Enough about that...
In Alma 14, Alma and Amulek are in prison. They have been roughly treated and made to watch those who believe in Christ killed. The believers are burned along with their "sacred records."
After enduring much, Alma 14:26-28 tells us this:
"And Alma cried, saying: How long shall we suffer these great afflictions, O Lord? O Lord, give us strength according to our faith which is in Christ, even unto deliverance. And they broke the cords with which they were bound...and the earth shook mightily, and the walls of the prison were rent in twain, so that they fell to the earth...and Alma and Amulek came forth out of the prison, and they were not hurt; for the Lord had granted them power, according to their faith which was in Christ..."As I read this account recently, it struck me that the language is similar to that of 1 Nephi 7:17 which says:
"...O Lord, according to my faith which is in thee, wilt thou deliver me from the hands of my brethren; yea, even give me strength that I may burst these bands with which I am bound."I had never noticed before how, in each of these instances, power/strength was granted according to the faith of the one asking. And not just according to their faith, but more specifically, it was according to their faith in Christ. This might seem a very small thing, but to me it isn't.

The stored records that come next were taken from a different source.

//! Config command - inspect and initialize pipeline configuration.

use std::path::PathBuf;

use clap::{Args, Subcommand};
use console::style;

use invex_core::PipelineConfig;

/// Arguments for the config command.
#[derive(Args)]
pub struct ConfigArgs {
    #[command(subcommand)]
    action: ConfigAction,
}

#[derive(Subcommand)]
enum ConfigAction {
    /// Print the effective configuration
    Show {
        /// Config file to load (default: built-in defaults)
        #[arg(short, long)]
        path: Option<PathBuf>,
    },

    /// Write a default config file
    Init {
        /// Where to write the config file
        #[arg(required = true)]
        path: PathBuf,
    },
}

pub async fn run(args: ConfigArgs) -> anyhow::Result<()> {
    match args.action {
        ConfigAction::Show { path } => {
            let config = match path {
                Some(path) => PipelineConfig::from_file(&path)?,
                None => PipelineConfig::default(),
            };
            println!("{}", serde_json::to_string_pretty(&config)?);
        }
        ConfigAction::Init { path } => {
            if path.exists() {
                anyhow::bail!("refusing to overwrite {}", path.display());
            }
            PipelineConfig::default().save(&path)?;
            println!("{} wrote {}", style("✓").green(), path.display());
        }
    }

    Ok(())
}
use tokio_util::sync::CancellationToken;
use tracing::{error, warn};

pub const INTERRUPTED_EXIT_CODE: u8 = 130;

/// First Ctrl+C cancels `cancel` so the run can wind down and still write
/// its reports. A second one exits immediately.
pub fn install_interrupt_handler(cancel: CancellationToken) {
    tokio::spawn(async move {
        if let Err(e) = tokio::signal::ctrl_c().await {
            error!(error = %e, "Cannot listen for Ctrl+C");
            return;
        }
        warn!("Interrupt received, cancelling pending lookups (press Ctrl+C again to exit now)");
        cancel.cancel();

        if tokio::signal::ctrl_c().await.is_ok() {
            warn!("Second interrupt, exiting");
            std::process::exit(i32::from(INTERRUPTED_EXIT_CODE));
        }
    });
}
//! Classic libpcap file reader (not pcapng).

use dns_reputation_domain::DomainError;
use std::io::{ErrorKind, Read};

const MAGIC_MICROS: u32 = 0xa1b2_c3d4;
const MAGIC_NANOS: u32 = 0xa1b2_3c4d;

const GLOBAL_HEADER_LEN: usize = 24;
const RECORD_HEADER_LEN: usize = 16;

/// Records larger than this are treated as corruption whatever the snaplen says.
const MAX_RECORD_LEN: u32 = 256 * 1024;

#[derive(Debug, Clone, Copy, PartialEq, Eq)]
enum Endian {
    Little,
    Big,
}

impl Endian {
    fn u32(self, bytes: &[u8]) -> u32 {
        let raw = [bytes[0], bytes[1], bytes[2], bytes[3]];
        match self {
            Endian::Little => u32::from_le_bytes(raw),
            Endian::Big => u32::from_be_bytes(raw),
        }
    }
}

/// True if `header` starts with a libpcap magic number in either byte order.
pub fn is_pcap_magic(header: &[u8]) -> bool {
    magic(header).is_some()
}

fn magic(header: &[u8]) -> Option<(Endian, bool)> {
    let bytes: [u8; 4] = header.get(..4)?.try_into().ok()?;
    let le = u32::from_le_bytes(bytes);
    let be = u32::from_be_bytes(bytes);
    match (le, be) {
        (MAGIC_MICROS, _) => Some((Endian::Little, false)),
        (MAGIC_NANOS, _) => Some((Endian::Little, true)),
        (_, MAGIC_MICROS) => Some((Endian::Big, false)),
        (_, MAGIC_NANOS) => Some((Endian::Big, true)),
        _ => None,
    }
}

/// Streaming reader over the records of a capture.
pub struct PcapReader<R> {
    inner: R,
    endian: Endian,
    nanosecond: bool,
    snaplen: u32,
    link_type: u32,
}

impl<R: Read> PcapReader<R> {
    /// Read and validate the global header.
    pub fn new(mut inner: R) -> Result<Self, DomainError> {
        let mut header = [0u8; GLOBAL_HEADER_LEN];
        inner.read_exact(&mut header).map_err(|e| match e.kind() {
            ErrorKind::UnexpectedEof => {
                DomainError::InvalidCapture("file is shorter than a pcap header".to_string())
            }
            _ => DomainError::IoError(e.to_string()),
        })?;

        let (endian, nanosecond) = magic(&header).ok_or_else(|| {
            DomainError::InvalidCapture("not a libpcap file (bad magic number)".to_string())
        })?;

        Ok(Self {
            inner,
            endian,
            nanosecond,
            snaplen: endian.u32(&header[16..20]),
            link_type: endian.u32(&header[20..24]),
        })
    }

    pub fn link_type(&self) -> u32 {
        self.link_type
    }

    pub fn is_nanosecond(&self) -> bool {
        self.nanosecond
    }

    /// Read the next record into `buf`. Returns `Ok(false)` at a clean end of file.
    pub fn next_packet(&mut self, buf: &mut Vec<u8>) -> Result<bool, DomainError> {
        let mut header = [0u8; RECORD_HEADER_LEN];
        match read_full(&mut self.inner, &mut header)? {
            0 => return Ok(false),
            RECORD_HEADER_LEN => {}
            n => {
                return Err(DomainError::InvalidCapture(format!(
                    "truncated record header ({} of {} bytes)",
                    n, RECORD_HEADER_LEN
                )))
            }
        }

        let captured = self.endian.u32(&header[8..12]);
        let limit = self.snaplen.max(u32::from(u16::MAX)).min(MAX_RECORD_LEN);
        if captured > limit {
            return Err(DomainError::InvalidCapture(format!(
                "record of {} bytes exceeds limit of {}",
                captured, limit
            )));
        }

        buf.resize(captured as usize, 0);
        let n = read_full(&mut self.inner, buf)?;
        if n < buf.len() {
            return Err(DomainError::InvalidCapture(format!(
                "truncated record ({} of {} bytes)",
                n,
                buf.len()
            )));
        }
        Ok(true)
    }
}

/// Like `read_exact`, but reports how much was read before EOF.
fn read_full<R: Read>(reader: &mut R, buf: &mut [u8]) -> Result<usize, DomainError> {
    let mut filled = 0;
    while filled < buf.len() {
        match reader.read(&mut buf[filled..]) {
            Ok(0) => break,
            Ok(n) => filled += n,
            Err(e) if e.kind() == ErrorKind::Interrupted => continue,
            Err(e) => return Err(DomainError::IoError(e.to_string())),
        }
    }
    Ok(filled)
}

I have always been told to pray in faith. That faith and doubt cannot both exist at the same time. It made me wonder how I could get such faith in things I was unsure of. For example, how do I pray in faith that I would get into the college I wanted? How can I eradicate all doubt about something like that? To me--praying in faith sounded like it required a super-sized ego, or at the very least a small departure from reality. But the thing we are praying about is not what we are asked not to doubt. We are asked to pray with faith in Christ and our Father in Heaven. I can do that. I can know that they hear me, that they listen and care. Whether I receive what I am asking for is not what is most important (although it really did seem that way when I was praying about college.) What is most important is my relationship with my Heavenly Father and my Savior.
Finally, finally, years later another gospel question of mine has been answered. I finally get it. I must admit that at times I feel rather slow, but I guess what really matters is that I didn't let my failure to understand stop me from doing the best I could with the knowledge I had.